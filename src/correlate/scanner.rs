use std::ops::Range;

use regex::Regex;

use crate::predicate::{tokenize, TokenKind};

/// One `stream.channel` occurrence; `span` is its byte range in the text
#[derive(Debug, Clone, PartialEq, Eq)]
pub struct StreamReference {
    pub stream: String,
    pub channel: String,
    pub span: Range<usize>,
}

impl StreamReference {
    pub fn text(&self) -> String {
        format!("{}.{}", self.stream, self.channel)
    }
}

/// Finds stream-qualified channel references in predicate text
pub trait ReferenceScanner: Send + Sync {
    /// Every occurrence, in text order
    fn scan(&self, text: &str) -> Vec<StreamReference>;
}

/// `identifier.identifier` bounded by whitespace
///
/// Text is padded with a space on each side, so references at either end
/// count. Adjacent references share their separating space.
#[derive(Debug, Clone)]
pub struct RegexReferenceScanner {
    pattern: Regex,
}

const REFERENCE_PATTERN: &str = r"\s(([a-zA-Z][a-zA-Z0-9_]*)\.([a-zA-Z][a-zA-Z0-9_]*))\s";

impl RegexReferenceScanner {
    pub fn new() -> Result<Self, regex::Error> {
        Ok(Self {
            pattern: Regex::new(REFERENCE_PATTERN)?,
        })
    }
}

impl ReferenceScanner for RegexReferenceScanner {
    fn scan(&self, text: &str) -> Vec<StreamReference> {
        let padded = format!(" {} ", text);
        let mut found = Vec::new();
        let mut at = 0;
        while let Some(caps) = self.pattern.captures_at(&padded, at) {
            let (Some(whole), Some(stream), Some(channel), Some(outer)) =
                (caps.get(1), caps.get(2), caps.get(3), caps.get(0))
            else {
                break;
            };
            found.push(StreamReference {
                stream: stream.as_str().to_string(),
                channel: channel.as_str().to_string(),
                span: whole.start() - 1..whole.end() - 1,
            });
            // resume on the trailing separator so it can lead the next match
            at = outer.end() - 1;
        }
        found
    }
}

/// References as the predicate grammar sees them: `ident . ident`
///
/// Text that does not tokenize yields no references.
#[derive(Debug, Clone, Copy, Default)]
pub struct LexerReferenceScanner;

impl ReferenceScanner for LexerReferenceScanner {
    fn scan(&self, text: &str) -> Vec<StreamReference> {
        let Ok(tokens) = tokenize(text) else {
            return Vec::new();
        };
        tokens
            .windows(3)
            .filter_map(|w| match (&w[0].kind, &w[1].kind, &w[2].kind) {
                (TokenKind::Ident(stream), TokenKind::Dot, TokenKind::Ident(channel)) => {
                    Some(StreamReference {
                        stream: stream.clone(),
                        channel: channel.clone(),
                        span: w[0].start..w[2].end,
                    })
                }
                _ => None,
            })
            .collect()
    }
}

#[cfg(test)]
mod tests {
    use super::*;

    fn refs(scanner: &dyn ReferenceScanner, text: &str) -> Vec<String> {
        scanner.scan(text).iter().map(|r| r.text()).collect()
    }

    #[test]
    fn test_regex_scanner_whitespace_bounded() {
        let scanner = RegexReferenceScanner::new().unwrap();
        assert_eq!(refs(&scanner, "door.open = 1"), vec!["door.open"]);
        assert_eq!(
            refs(&scanner, "temp > 3 AND door.open = 1 OR hall.lux > 2.5"),
            vec!["door.open", "hall.lux"]
        );
        assert!(refs(&scanner, "(door.open = 1)").is_empty());
        assert!(refs(&scanner, "temp > 1.5").is_empty());
    }

    #[test]
    fn test_regex_scanner_adjacent_references() {
        let scanner = RegexReferenceScanner::new().unwrap();
        assert_eq!(refs(&scanner, "a.b c.d"), vec!["a.b", "c.d"]);
    }

    #[test]
    fn test_regex_scanner_spans() {
        let scanner = RegexReferenceScanner::new().unwrap();
        let text = "x = 1 AND door.open = 1";
        let found = scanner.scan(text);
        assert_eq!(found.len(), 1);
        assert_eq!(&text[found[0].span.clone()], "door.open");
    }

    #[test]
    fn test_lexer_scanner_accepts_parenthesized() {
        let scanner = LexerReferenceScanner;
        let text = "(door.open = 1) AND temp > 1.5";
        let found = scanner.scan(text);
        assert_eq!(found.len(), 1);
        assert_eq!(&text[found[0].span.clone()], "door.open");
        assert!(scanner.scan("'unterminated").is_empty());
    }
}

######

- [Exercise goal]: Return, word for word, each line from the line that contains "1) AND temp" to the end of the listing above; include both end lines and nothing else.

- [Response to this exercise]:
        let text = "(door.open = 1) AND temp > 1.5";
        let found = scanner.scan(text);
        assert_eq!(found.len(), 1);
        assert_eq!(&text[found[0].span.clone()], "door.open");
        assert!(scanner.scan("'unterminated").is_empty());
    }
}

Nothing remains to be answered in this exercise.